Ainsi vit le jour un projet simple et gigantesque à la fois, destiné à faire revivre l’Égypte et à renflouer son trésor. Le prince était ravi de son idée, mais aussitôt une nouvelle crainte l’envahit : Herhor, autant que Pentuer, avait insisté sur les effets désastreux des guerres victorieuses. Des hommes aussi éclairés ne pouvaient se tromper complètement… Mais alors, où chercher la solution aux difficultés ?

Un jour, il se promenait avec un des médecins du temple. Celui-ci prit la direction du couloir où, quelques jours plus tôt, Ramsès avait assisté à la scène de tortures. Reconnaissant les lieux, il déclara à son compagnon :

– Je n’irai pas par là !

– Pourquoi ? demanda le médecin, étonné.

– Tu ne te souviens donc pas qu’au bout de ce couloir se trouve le cachot où vous avez torturé à mort un traître ?

– Ah oui, le supplice du goudron fondu…

Il se mit à rire, à la grande indignation du prince. Puis, il ajouta :

– Nous rappelons toujours aux jeunes candidats à la prêtrise qu’il n’est pas bon de trahir les secrets religieux. Mais je voudrais à ce propos te raconter une petite anecdote…

Ramsès fut surpris par le ton badin de son interlocuteur.

– Un jour, commença celui-ci, un prêtre égyptien qui visitait un pays païen, celui d’Aram, y fut l’hôte d’un temple. Il rencontra là un homme gras et bien portant, mais vêtu comme un misérable. Il l’interrogea :

» – Comment se fait-il que tu sois si pauvre d’apparence et en même temps si bien nourri ?

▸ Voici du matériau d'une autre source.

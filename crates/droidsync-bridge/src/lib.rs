//! adb adapter for the droidsync bridge port
//!
//! Wraps invocation of the `adb` command-line tool behind the
//! [`BridgeClient`](droidsync_core::ports::BridgeClient) trait so the rest
//! of the system never parses raw tool output.

pub mod adb;

pub use adb::AdbClient;
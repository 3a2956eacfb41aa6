//! nmap invocation and report parsing

use std::path::PathBuf;

use tokio::process::Command;
use tracing::{debug, info};

use droidsync_core::domain::errors::SyncError;
use droidsync_core::net::ScanRange;
use droidsync_core::ports::scanner::DeviceScanner;
use droidsync_core::BRIDGE_PORT;

/// Marker present on every host line of nmap's normal output.
const SCAN_REPORT_MARKER: &str = "Nmap scan report";

/// Device scanner backed by the `nmap` command-line tool
#[derive(Debug, Clone)]
pub struct NmapScanner {
    program: PathBuf,
}

impl NmapScanner {
    /// Uses `nmap` from `$PATH`.
    pub fn new() -> Self {
        Self {
            program: PathBuf::from("nmap"),
        }
    }

    /// Uses an explicit nmap binary.
    pub fn with_program(program: impl Into<PathBuf>) -> Self {
        Self {
            program: program.into(),
        }
    }
}

impl Default for NmapScanner {
    fn default() -> Self {
        Self::new()
    }
}

#[async_trait::async_trait]
impl DeviceScanner for NmapScanner {
    async fn scan(&self, range: &ScanRange) -> Result<Vec<String>, SyncError> {
        let port = BRIDGE_PORT.to_string();
        debug!(range = %range, port = %port, "Starting subnet scan");

        let output = Command::new(&self.program)
            .args(["-p", &port, "--open", range.as_str()])
            .output()
            .await
            .map_err(|err| SyncError::ScanFailed(format!("scanner could not be invoked: {err}")))?;

        if !output.status.success() {
            let stderr = String::from_utf8_lossy(&output.stderr).trim().to_string();
            return Err(SyncError::ScanFailed(stderr));
        }

        let addresses = parse_scan_reports(&String::from_utf8_lossy(&output.stdout));
        info!(range = %range, found = addresses.len(), "Subnet scan finished");
        Ok(addresses)
    }
}

/// Extracts the trailing address token from each scan-report line, in
/// report order. When reverse DNS resolves, nmap prints
/// `Nmap scan report for hostname (192.168.1.42)`; the parentheses are
/// stripped so callers always get a bare address.
fn parse_scan_reports(stdout: &str) -> Vec<String> {
    stdout
        .lines()
        .filter(|line| line.contains(SCAN_REPORT_MARKER))
        .filter_map(|line| line.split_whitespace().last())
        .map(|token| {
            token
                .trim_start_matches('(')
                .trim_end_matches(')')
                .to_string()
        })
        .collect()
}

» L’homme lui répondit à voix basse :

» – J’ai été engagé comme martyr du temple, grâce à ma voix plaintive. Lorsque le peuple se rassemble, je m’enferme dans un cachot et j’y gémis horriblement. En échange, je suis bien nourri toute l’année comme un roi et je reçois un cruchon de bière pour chaque jour de martyre…

» Voilà des choses qui arrivent au pays d’Aram, conclut le médecin en souriant. Maintenant, libre à toi de penser ce que tu voudras de notre goudron fondu…

Le prince réfléchit longuement à cette révélation. Il savait que les prêtres trompaient les paysans, et il se demandait s’ils ne voulaient pas le berner lui aussi et si le discours de Pentuer n’était pas destiné à influencer l’héritier du trône. Qui voulait l’empêcher de faire la guerre ? Herhor et Méfrès. Or, Pentuer était le conseiller de l’un et le favori de l’autre. Immédiatement, les paroles de l’ascète perdirent pour Ramsès une partie de leur valeur, et l’idée d’une guerre en Asie ne l’effraya plus. La nécessité de nouvelles conquêtes s’imposa à son esprit mais il ne comprenait pas quel intérêt avaient les prêtres à l’empêcher de les entreprendre. Mais, peut-être, savaient-ils des choses qu’il ignorait ?

C’est perplexe et vaguement inquiet que Ramsès quitta le temple de Hator pour se remettre à sa tâche de nomarque.